Sheku Kanneh-Mason © Ollie Ali
Sheku Kanneh-Mason
© Ollie Ali

In the second movement, Kanneh-Mason's integration with the orchestra had the feel of chamber music as if the strings were consoling a colleague who was sharing the depths of his, and the music's, soul. Further on, the double basses were ominous and the celesta exquisitely sensitive before Kanneh-Mason transformed his ghostly harmonics into distant glowing stars. His cadenza was riveting and Dudamel brought back the orchestra for the finale with energy and smooth virtuosity. 

When the audience demanded more, Kanneh-Mason returned to sit in with “at least eight cellos” (as Villa-Lobos wrote in his score) and play the Préludio from the Bachianas Brasileiras no. 1, four minutes of pregnant beauty fanned by a faint Brazilian breeze.

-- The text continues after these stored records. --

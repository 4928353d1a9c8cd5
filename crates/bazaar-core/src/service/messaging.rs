//! Messaging and visibility engine.
//!
//! Messages are appended and never edited. Reads are computed per request:
//! a bot sees broadcasts, its own traffic, and anything its friends sent or
//! received, newest first and capped at the configured page size. There is
//! no push; bots poll.

use bazaar_types::config::MessagesConfig;
use bazaar_types::error::BazaarError;
use bazaar_types::message::{
    Message, MessageKind, NewMessage, PostMessageRequest, Recipient, VisibilityScope,
    WhisperRequest,
};
use tracing::{debug, info};

use crate::repository::bot::BotRepository;
use crate::repository::friendship::FriendshipRepository;
use crate::repository::message::MessageRepository;
use crate::service::friendship::{FriendshipGraph, ensure_distinct};
use crate::service::registry::BotRegistry;
use crate::service::require;

pub struct MessagingEngine<M: MessageRepository, F: FriendshipRepository> {
    messages: M,
    graph: FriendshipGraph<F>,
    config: MessagesConfig,
}

impl<M: MessageRepository, F: FriendshipRepository> MessagingEngine<M, F> {
    pub fn new(messages: M, graph: FriendshipGraph<F>, config: MessagesConfig) -> Self {
        Self {
            messages,
            graph,
            config,
        }
    }

    /// Append a message. Recipient defaults to broadcast, type to general.
    pub async fn post(&self, request: PostMessageRequest) -> Result<Message, BazaarError> {
        let sender = require("sender", request.sender)?;
        let content = require("content", request.content)?;
        let recipient = Recipient::parse(request.recipient.as_deref().unwrap_or_default());
        let kind = match request.kind.as_deref().map(str::trim) {
            None | Some("") => MessageKind::General,
            Some(raw) => raw.parse().map_err(BazaarError::Validation)?,
        };

        let message = self
            .messages
            .append(&NewMessage {
                sender,
                recipient,
                content,
                kind,
            })
            .await?;

        info!(id = %message.id, sender = %message.sender, recipient = %message.recipient, kind = %message.kind, "messaged");
        Ok(message)
    }

    /// Messages visible to `bot`, newest first, at most `page_size`.
    pub async fn visible(&self, bot: Option<String>) -> Result<Vec<Message>, BazaarError> {
        let bot = require("bot", bot)?;
        let friends = self.graph.friends_of(&bot).await?;
        let scope = VisibilityScope::new(bot, friends);
        debug!(bot = %scope.bot, friends = scope.friends.len(), "computing visible messages");
        Ok(self.messages.visible_to(&scope, self.config.page_size).await?)
    }

    /// Every feedback message, newest first, regardless of visibility.
    pub async fn feedback(&self) -> Result<Vec<Message>, BazaarError> {
        Ok(self.messages.by_kind(MessageKind::Feedback).await?)
    }

    /// Administrative view of the newest messages, or all when `limit` is `None`.
    pub async fn recent(&self, limit: Option<u32>) -> Result<Vec<Message>, BazaarError> {
        Ok(self.messages.recent(limit).await?)
    }

    /// Delete every message. Maintenance only, never exposed over HTTP.
    pub async fn purge(&self) -> Result<u64, BazaarError> {
        let removed = self.messages.purge().await?;
        info!(removed, "messages purged");
        Ok(removed)
    }

    /// Store a whisper from a registered bot.
    ///
    /// When the query starts with the invite marker, the sender is also
    /// befriended with the invite target: the explicit recipient, or the first
    /// word after the marker for broadcasts. The friendship and the message
    /// are stored together; a failed write leaves neither behind.
    pub async fn whisper<B: BotRepository>(
        &self,
        registry: &BotRegistry<B>,
        request: WhisperRequest,
    ) -> Result<Message, BazaarError> {
        let query = require("query", request.query)?;
        let sender = require("sender", request.sender)?;
        registry.ensure_registered(&sender).await?;

        let recipient = Recipient::parse(request.recipient.as_deref().unwrap_or_default());
        let invitee = invite_target(&self.config.invite_marker, &query, &recipient)?;
        if let Some(friend) = &invitee {
            ensure_distinct(&sender, friend)?;
        }

        let new = NewMessage {
            sender,
            recipient,
            content: query,
            kind: MessageKind::General,
        };
        let invite = invitee.as_deref().map(|friend| (new.sender.as_str(), friend));
        let message = self.messages.append_with_invite(&new, invite).await?;

        info!(id = %message.id, sender = %message.sender, invite = ?invitee, "whisper saved");
        Ok(message)
    }
}

/// Resolve who a whisper invites, if it is an invite at all.
fn invite_target(
    marker: &str,
    query: &str,
    recipient: &Recipient,
) -> Result<Option<String>, BazaarError> {
    let Some(rest) = query.strip_prefix(marker) else {
        return Ok(None);
    };
    if let Recipient::Bot(name) = recipient {
        return Ok(Some(name.clone()));
    }
    rest.split_whitespace()
        .next()
        .map(|name| Some(name.to_string()))
        .ok_or_else(|| BazaarError::Validation("invite has no target bot".to_string()))
}

#[cfg(test)]
mod tests {
    use super::*;
    use crate::fakes::{MemoryBots, MemoryFriends, MemoryMessages};
    use bazaar_types::bot::RegisterBotRequest;

    struct Fixture {
        engine: MessagingEngine<MemoryMessages, MemoryFriends>,
        graph: FriendshipGraph<MemoryFriends>,
        registry: BotRegistry<MemoryBots>,
        messages: MemoryMessages,
    }

    fn fixture(page_size: u32) -> Fixture {
        let friends = MemoryFriends::default();
        let messages = MemoryMessages::sharing(friends.clone());
        let config = MessagesConfig {
            page_size,
            ..MessagesConfig::default()
        };
        Fixture {
            engine: MessagingEngine::new(
                messages.clone(),
                FriendshipGraph::new(friends.clone()),
                config,
            ),
            graph: FriendshipGraph::new(friends),
            registry: BotRegistry::new(MemoryBots::default()),
            messages,
        }
    }

    fn post(sender: &str, recipient: &str, content: &str, kind: &str) -> PostMessageRequest {
        PostMessageRequest {
            sender: Some(sender.to_string()),
            recipient: Some(recipient.to_string()),
            content: Some(content.to_string()),
            kind: Some(kind.to_string()),
        }
    }

    fn some(s: &str) -> Option<String> {
        Some(s.to_string())
    }

    #[tokio::test]
    async fn test_feedback_scenario() {
        let f = fixture(100);
        f.engine
            .post(post("bot1", "broadcast", "hi", "feedback"))
            .await
            .unwrap();

        let feedback = f.engine.feedback().await.unwrap();
        assert_eq!(feedback.len(), 1);
        assert_eq!(feedback[0].content, "hi");

        let missing_sender = PostMessageRequest {
            sender: None,
            ..post("bot1", "broadcast", "again", "feedback")
        };
        assert!(matches!(
            f.engine.post(missing_sender).await,
            Err(BazaarError::Validation(_))
        ));
        assert_eq!(f.engine.feedback().await.unwrap().len(), 1);
    }

    #[tokio::test]
    async fn test_post_defaults() {
        let f = fixture(100);
        let message = f
            .engine
            .post(PostMessageRequest {
                sender: some("bot1"),
                content: some("hello"),
                ..PostMessageRequest::default()
            })
            .await
            .unwrap();
        assert!(message.recipient.is_broadcast());
        assert_eq!(message.kind, MessageKind::General);
    }

    #[tokio::test]
    async fn test_post_rejects_unknown_type() {
        let f = fixture(100);
        let result = f.engine.post(post("bot1", "bot2", "x", "shout")).await;
        assert!(matches!(result, Err(BazaarError::Validation(_))));
        assert!(f.messages.rows.lock().unwrap().is_empty());
    }

    #[tokio::test]
    async fn test_friend_traffic_is_visible() {
        let f = fixture(100);
        f.graph.invite(some("bot1"), some("bot2")).await.unwrap();
        f.engine.post(post("bot1", "bot3", "x", "general")).await.unwrap();
        f.engine.post(post("bot4", "bot5", "private", "general")).await.unwrap();

        let visible = f.engine.visible(some("bot2")).await.unwrap();
        assert_eq!(visible.len(), 1);
        assert_eq!(visible[0].content, "x");
    }

    #[tokio::test]
    async fn test_visible_includes_broadcast_and_own_traffic_newest_first() {
        let f = fixture(100);
        f.engine.post(post("bot9", "broadcast", "a", "general")).await.unwrap();
        f.engine.post(post("bot1", "bot9", "b", "general")).await.unwrap();
        f.engine.post(post("bot9", "bot1", "c", "general")).await.unwrap();

        let visible = f.engine.visible(some("bot1")).await.unwrap();
        let contents: Vec<&str> = visible.iter().map(|m| m.content.as_str()).collect();
        assert_eq!(contents, vec!["c", "b", "a"]);
    }

    #[tokio::test]
    async fn test_visible_truncates_to_page_size() {
        let f = fixture(3);
        for i in 0..5 {
            f.engine
                .post(post("bot1", "broadcast", &format!("m{i}"), "general"))
                .await
                .unwrap();
        }
        let visible = f.engine.visible(some("bot2")).await.unwrap();
        assert_eq!(visible.len(), 3);
        assert_eq!(visible[0].content, "m4");
    }

    #[tokio::test]
    async fn test_whisper_requires_registered_sender() {
        let f = fixture(100);
        let result = f
            .engine
            .whisper(
                &f.registry,
                WhisperRequest {
                    query: some("hello"),
                    sender: some("ghost"),
                    recipient: None,
                },
            )
            .await;
        assert!(matches!(result, Err(BazaarError::Unauthorized(_))));
        assert!(f.messages.rows.lock().unwrap().is_empty());
    }

    #[tokio::test]
    async fn test_whisper_invite_creates_friendship() {
        let f = fixture(100);
        f.registry
            .register(RegisterBotRequest {
                name: some("bot1"),
                port: None,
            })
            .await
            .unwrap();

        let message = f
            .engine
            .whisper(
                &f.registry,
                WhisperRequest {
                    query: some("/invite bot2 let's trade"),
                    sender: some("bot1"),
                    recipient: None,
                },
            )
            .await
            .unwrap();
        assert!(message.recipient.is_broadcast());
        assert_eq!(f.graph.friends(some("bot2")).await.unwrap(), vec!["bot1"]);
    }

    #[tokio::test]
    async fn test_whisper_invite_prefers_explicit_recipient() {
        let f = fixture(100);
        f.registry
            .register(RegisterBotRequest {
                name: some("bot1"),
                port: None,
            })
            .await
            .unwrap();

        f.engine
            .whisper(
                &f.registry,
                WhisperRequest {
                    query: some("/invite"),
                    sender: some("bot1"),
                    recipient: some("bot3"),
                },
            )
            .await
            .unwrap();
        assert_eq!(f.graph.friends(some("bot1")).await.unwrap(), vec!["bot3"]);
    }

    #[tokio::test]
    async fn test_whisper_invite_rolls_back_when_store_fails() {
        let friends = MemoryFriends::default();
        let messages = MemoryMessages {
            fail_writes: true,
            ..MemoryMessages::sharing(friends.clone())
        };
        let engine = MessagingEngine::new(
            messages,
            FriendshipGraph::new(friends.clone()),
            MessagesConfig::default(),
        );
        let registry = BotRegistry::new(MemoryBots::default());
        registry
            .register(RegisterBotRequest {
                name: some("bot1"),
                port: None,
            })
            .await
            .unwrap();

        let result = engine
            .whisper(
                &registry,
                WhisperRequest {
                    query: some("/invite bot2"),
                    sender: some("bot1"),
                    recipient: None,
                },
            )
            .await;
        assert!(result.is_err());
        assert!(friends.pairs.lock().unwrap().is_empty());
    }

    #[tokio::test]
    async fn test_whisper_self_invite_stores_nothing() {
        let f = fixture(100);
        f.registry
            .register(RegisterBotRequest {
                name: some("bot1"),
                port: None,
            })
            .await
            .unwrap();

        let result = f
            .engine
            .whisper(
                &f.registry,
                WhisperRequest {
                    query: some("/invite bot1"),
                    sender: some("bot1"),
                    recipient: None,
                },
            )
            .await;
        assert!(matches!(result, Err(BazaarError::Validation(_))));
        assert!(f.messages.rows.lock().unwrap().is_empty());
        assert!(f.graph.friends(some("bot1")).await.unwrap().is_empty());
    }

    #[test]
    fn test_invite_target() {
        let broadcast = Recipient::Broadcast;
        assert_eq!(invite_target("/invite", "hello", &broadcast).unwrap(), None);
        assert_eq!(
            invite_target("/invite", "/invite bot2", &broadcast).unwrap(),
            Some("bot2".to_string())
        );
        assert!(invite_target("/invite", "/invite   ", &broadcast).is_err());
    }
}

After intermission Villa-Lobos' 20-minute long ballet/symphonic poem Uirapurú (The Enchanted Little Bird) seethed with color and ambience from the start, vivid and animated by the things the composer does with strings that could have been written for a Technicolor biblical epic. The flute played it cool more than enchanting or even bird-like, and was soon lost in the jungle of orchestral outbursts including quacking winds, the flash of a Till Eulenspiegel chord, a beguiling soprano saxophone solo, and a violin solo drifting into the bassoons and low strings, before emerging at the end.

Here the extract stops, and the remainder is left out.